I am going to develop a multi-language website which will include
Traditional Chinese, Simplified Chinese, Thai, Japanese, etc. (and
English as well). I would like to take an advantage of support that
ASP.NET has to offer for localizing. Probably I will use resources and
[ResourceManager] to retrieve localized text among with XML
serialization of datasets.
There is no need to store data in the SQL Server database, since the
website has a nature of company's portfolio (articles, news, offered
products and services) and there will be very seldom updates. However,
the client wants to be able to edit, modify, and add new data, so I
will be required to create a separate administration web-based tool
for them as well.
Front-end and back-end (the tool) probably both will have to support
multiple languages.
Do you think that UTF-8 encoding should handle all the languages
above, or UTF-16 would be better? I just worry for the file sizes, and
performance issues when using UTF-16.
I would store the entire website's internal data (*.aspx files, *.xml
files, *.resx) files using UTF-8 encoding (with signature whenever
possible).
I would also set up web.confing in the globalization section as
following:
fileEncoding="utf-8"
requestEncoding="utf-8"
responseEncoding="utf-8"
However, I have heard that win98 and winME do not support Unicode.

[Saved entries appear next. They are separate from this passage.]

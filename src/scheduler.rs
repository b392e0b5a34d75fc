//! Fetch scheduler: one feed per tick, ingested to completion before the
//! next tick fires. No overlapping fetches, no backoff, no jitter; the loop
//! runs until the process is interrupted.

use std::time::Duration;

use tokio::time::{self, Instant};
use tracing::{debug, error, info, warn};

use crate::ingestion::{self, FetchFeed, IngestError, IngestReport};
use crate::store::Store;

/// Tick every `every`, starting one full interval from now.
pub async fn run<S, F>(store: &S, fetcher: &F, every: Duration) -> anyhow::Result<()>
where
    S: Store,
    F: FetchFeed,
{
    info!(interval = ?every, "aggregator started");
    let mut ticker = time::interval_at(Instant::now() + every, every);
    loop {
        ticker.tick().await;
        if let Err(err) = run_tick(store, fetcher).await {
            // Per-feed errors are contained inside the tick; anything that
            // reaches here is a store-level fault. Keep looping either way.
            error!(error = %err, "tick failed");
        }
    }
}

/// Select the least-recently-fetched feed and ingest it exactly once.
/// Returns `None` when there is nothing to do (no feeds, or the fetch
/// failed and the feed was left due for the next tick).
pub async fn run_tick<S, F>(store: &S, fetcher: &F) -> anyhow::Result<Option<IngestReport>>
where
    S: Store,
    F: FetchFeed,
{
    let Some(feed) = store.next_feed_to_fetch().await? else {
        debug!("no feeds registered, skipping tick");
        return Ok(None);
    };

    info!(name = %feed.name, url = %feed.url, "fetching feed");
    match ingestion::ingest_feed(store, fetcher, &feed).await {
        Ok(report) => {
            info!(
                name = %feed.name,
                new = report.new,
                duplicate = report.duplicate,
                failed = report.failed,
                "feed ingested"
            );
            Ok(Some(report))
        }
        Err(IngestError::Fetch(err)) => {
            warn!(url = %feed.url, error = %err, "fetch failed, feed stays due for next tick");
            Ok(None)
        }
        Err(IngestError::Store(err)) => Err(err.into()),
    }
}
//! Home-relative JSON config holding the database URL and the current user.
//!
//! The current user is session state for one process invocation, threaded
//! through dispatch explicitly; it is not a concurrency-safe shared value.

use std::path::PathBuf;

use serde::{Deserialize, Serialize};
use thiserror::Error;

const CONFIG_FILE: &str = ".heronconfig.json";

#[derive(Debug, Error)]
pub enum ConfigError {
    #[error("could not determine home directory")]
    NoHome,
    #[error("could not read config at {path}: {source}")]
    Read {
        path: PathBuf,
        source: std::io::Error,
    },
    #[error("could not write config at {path}: {source}")]
    Write {
        path: PathBuf,
        source: std::io::Error,
    },
    #[error("malformed config: {0}")]
    Decode(#[from] serde_json::Error),
}

#[derive(Debug, Clone, Serialize, Deserialize)]
pub struct Config {
    pub db_url: String,
    #[serde(default)]
    pub current_user_name: Option<String>,
    #[serde(skip)]
    path: PathBuf,
}

impl Config {
    /// Read `~/.heronconfig.json`. Missing home directory or an unreadable
    /// file is fatal before any work starts.
    pub fn read() -> Result<Self, ConfigError> {
        let home = dirs::home_dir().ok_or(ConfigError::NoHome)?;
        Self::load_from(home.join(CONFIG_FILE))
    }

    pub fn load_from(path: impl Into<PathBuf>) -> Result<Self, ConfigError> {
        let path = path.into();
        let data = std::fs::read_to_string(&path).map_err(|source| ConfigError::Read {
            path: path.clone(),
            source,
        })?;
        let mut cfg: Config = serde_json::from_str(&data)?;
        cfg.path = path;
        Ok(cfg)
    }

    pub fn current_user(&self) -> Option<&str> {
        self.current_user_name
            .as_deref()
            .filter(|name| !name.is_empty())
    }

    /// Record `name` as the current user and persist the whole file.
    pub fn set_user(&mut self, name: &str) -> Result<(), ConfigError> {
        self.current_user_name = Some(name.to_string());
        self.persist()
    }

    fn persist(&self) -> Result<(), ConfigError> {
        let data = serde_json::to_string_pretty(self)?;
        std::fs::write(&self.path, data).map_err(|source| ConfigError::Write {
            path: self.path.clone(),
            source,
        })
    }
}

Should I rather go for other encoding as below:
Big5, gb2312, shift-jis depending on the country?
I could dynamically change encoding before showing an *.aspx page
Response.ContentEncoding depending on the country, but will it really
work? I mean if I use utf-8 encoding internally for storing all *.aspx
pages (as well as data), will ASP.NET Framework convert encodings on
the fly before showing them to the client?
It would have to convert UTF-8 to Big5 for example when showing
Chinese page. I do not want to create separate websites (copies) for
each country.
Also one more question. If I receive a text file which is using Big5
encoding can I simply open it in Notepad and save as UTF-8 – will this
take care for conversion between them?
Any suggestions will be appreciated.
Regards,
<Remi>